Idem (5) A deputy minister may release from employment any public servant during the first year of employment for failure to meet the requirements of his or her position.
[23] The relevant provisions of Regulation 977, made under the Public Service Act, and which were revoked on August 20, 2007, are as follows:
- (1) A person described in subsection (2) who is aggrieved by his or her dismissal from employment under subsection 22(3) of the Act may file a grievance with his or her deputy minister within 14 days after receiving notice of the dismissal.
(2) Subsection (1) applies to a person who has been employed in the public service under the jurisdiction of a deputy minister continuously for at least 12 months prior to being dismissed.
- (1) The deputy minister or his or her delegate shall meet with a grievor within 30 days after receiving the grievance.
(3) The deputy minister shall give the grievor his or her decision in writing within 30 days after the meeting.
(1) A grievor who is not satisfied with the decision of the deputy minister may apply to the Public Service Grievance Board within 14 days after receiving the decision for a hearing about his or her grievance.
(1) The decision of the Board on a grievance is final.
[Emphasis added]
[24] The relevant provisions of the Public Service of Ontario Act, 2006, in force effective August 20, 2007, are as follows:
Disciplinary measures 34. The Public Service Commission may for cause impose disciplinary measures, including suspension or dismissal, on a public servant appointed by it, as the Commission considers appropriate.
Probationary period 37. (1) Where the Public Service Commission appoints a public servant to employment for a term that is not fixed, the Commission may direct that the public servant be on probation for a period of not more than one year.
Same (2) While on probation under subsection (1), the public servant may be dismissed for failure to meet the requirements of his or her position.
[25] The relevant provisions of the New Regulation made under the Public Service of Ontario Act, 2006, effective August 20, 2007, are as follows:
Complaint about dismissal for cause 2. (1) A person who is aggrieved by his or her dismissal for cause under section 34 of the Act may file a complaint about the dismissal for cause with the Public Service Grievance Board, (a) if the person is eligible under sections 5 and 6 to file such a complaint; (b) if the person gives notice in accordance with section 8 of his or her proposal to file the complaint; and (c) if the person complies with the filing requirements set out in section 10.
Restrictions, complaint about dismissal for cause 6. A person is eligible to file a complaint about dismissal for cause only if, immediately before his or her dismissal, (a) he or she had been employed continuously for a least 12 months for a fixed term or a succession of fixed terms under subsection 32 (1) or (2) of the Act; or (b) he or she was employed otherwise than for a fixed term and was not on probation. [Emphasis added]
[26] The relevant provisions of the Legislation Act, 2006, effective July 25, 2007 are as follows:
Effective of repeal and revocation 51. (1) The repeal of an Act or the revocation of a regulation does not, (a) affect the previous operation of the repealed or revoked Act or regulation; (b) affect a right, privilege, obligation or liability that came into existence under the repealed or revoked Act or regulation; (c) affect on offence committed against the repealed or revoked Act or regulation, or any penalty, forfeiture or punishment incurred in connection with the offence; (d) affect an investigation, proceeding or remedy in respect of, (i) a right, privilege, obligation or liability described in clause (b), or (ii) a penalty, forfeiture or punishment described in clause (c).
Effect of amendment and replacement Application 52. (1) This section applies, (a) if an Act is repealed and replaced; (b) if a regulation is revoked and replaced; (c) if an Act or regulation is amended.
Proceedings continued (3) Proceedings commenced under the former Act or regulation shall be continued under the new or amended one, in conformity with the new or amended one as much as possible.
New procedure (4) The procedure established by the new or amended Act or regulation shall be followed, with necessary modifications, in proceedings in relation to matters that happened before the replacement or amendment.
[27] The leading case on the standard of review is Dunsmuir v.
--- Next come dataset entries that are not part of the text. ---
//! Seeded selection over an ordered candidate slice.
//!
//! RULE: selectors consume randomness ONLY from the SeedRng they are
//! handed. Given the same rng state and the same slice they always
//! return the same candidate.
//!
//! Weighted roll: roll = next_f64() * total. Walk the candidates in order,
//! accumulating weight; the first positively weighted candidate whose
//! cumulative weight is >= roll wins. If rounding leaves nothing
//! selected, the last candidate wins. A zero total weight selects
//! uniformly. Negative and NaN weights count as zero.

use crate::{
    error::{SeedError, SeedResult},
    rng::SeedRng,
};

fn sanitize(weight: f64) -> f64 {
    if weight.is_finite() && weight > 0.0 {
        weight
    } else {
        0.0
    }
}

fn empty(pool: &str) -> SeedError {
    SeedError::EmptyCandidateSet { pool: pool.to_string() }
}

/// Pick one candidate uniformly.
pub fn select_uniform<'a, T>(
    rng: &mut SeedRng,
    candidates: &'a [T],
    pool: &str,
) -> SeedResult<&'a T> {
    if candidates.is_empty() {
        return Err(empty(pool));
    }
    let idx = rng.next_u64_below(candidates.len() as u64) as usize;
    Ok(&candidates[idx])
}

/// Index of the weighted pick. `candidates` must be non-empty.
fn weighted_index<T>(rng: &mut SeedRng, candidates: &[T], weight: &impl Fn(&T) -> f64) -> usize {
    let total: f64 = candidates.iter().map(|c| sanitize(weight(c))).sum();
    if total <= 0.0 {
        return rng.next_u64_below(candidates.len() as u64) as usize;
    }

    let roll = rng.next_f64() * total;
    let mut cumulative = 0.0;
    for (i, candidate) in candidates.iter().enumerate() {
        let w = sanitize(weight(candidate));
        cumulative += w;
        if w > 0.0 && cumulative >= roll {
            return i;
        }
    }
    candidates.len() - 1
}

/// Pick one candidate with probability proportional to `weight`.
pub fn select_weighted<'a, T>(
    rng: &mut SeedRng,
    candidates: &'a [T],
    pool: &str,
    weight: impl Fn(&T) -> f64,
) -> SeedResult<&'a T> {
    if candidates.is_empty() {
        return Err(empty(pool));
    }
    Ok(&candidates[weighted_index(rng, candidates, &weight)])
}

/// Up to `count` distinct candidates, drawn one at a time by weight
/// without replacement. Returned in draw order.
pub fn select_distinct_weighted<'a, T>(
    rng: &mut SeedRng,
    candidates: &'a [T],
    count: usize,
    pool: &str,
    weight: impl Fn(&T) -> f64,
) -> SeedResult<Vec<&'a T>> {
    if candidates.is_empty() {
        return Err(empty(pool));
    }
    let mut remaining: Vec<&'a T> = candidates.iter().collect();
    let mut picked = Vec::with_capacity(count.min(candidates.len()));
    while picked.len() < count && !remaining.is_empty() {
        let idx = weighted_index(rng, &remaining, &|c: &&T| weight(*c));
        picked.push(remaining.remove(idx));
    }
    Ok(picked)
}
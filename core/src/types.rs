//! Shared primitive types used across the seed engine.

/// The integer a run's whole content tree is derived from.
pub type Seed = u64;

/// Opaque token identifying one cached seed entry.
pub type SeedId = String;

/// Stable key of a content definition, unique within a content version.
pub type ContentId = String;

/// Difficulty stage, 1-based.
pub type Tier = u8;

/// Number of tiers in a finite run.
pub const TIER_COUNT: Tier = 3;

/// Candidate tracks offered per tier.
pub const TRACKS_PER_TIER: u8 = 3;

/// Class used when the client does not send one.
pub const DEFAULT_PLAYER_CLASS: &str = "Vanilla";

/// Iterate the tiers of a finite run in order.
pub fn tiers() -> impl Iterator<Item = Tier> {
    1..=TIER_COUNT
}

pub fn is_valid_tier(tier: Tier) -> bool {
    (1..=TIER_COUNT).contains(&tier)
}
New Brunswick, 2008 SCC 9, [2008] 1 S.C.R. 190. As discussed in that decision, there are now only two standards of review: reasonableness and correctness.
[28] As set out at paragraphs 58-61 of Dunsmuir, the correctness standard is confined to four areas:
(a) on constitutional questions regarding the division of powers between Parliament and the provinces, as well as other constitutional issues;
(b) in the determination of true questions of jurisdiction or vires;
(c) where the question at issue is one of general law that is both of central importance to the legal system as a whole and outside the adjudicator’s specialized area of expertise; and
(d) where it is necessary to determine the jurisdictional line between two or more competing specialized tribunals.
[29] Other issues, not falling within these four areas, are subject to review on a standard of reasonableness: Dunsmuir, at paras 52-56. Examples include questions of fact, discretion or policy; issues arising where a tribunal is interpreting its own statute or statutes closely connected to its function, with which it will have particular familiarity; and questions of law that are not of central importance to the legal system and outside the specialized area of expertise of the administrative decision-maker. A privative clause is a statutory direction from Parliament or a legislature indicating the need for deference.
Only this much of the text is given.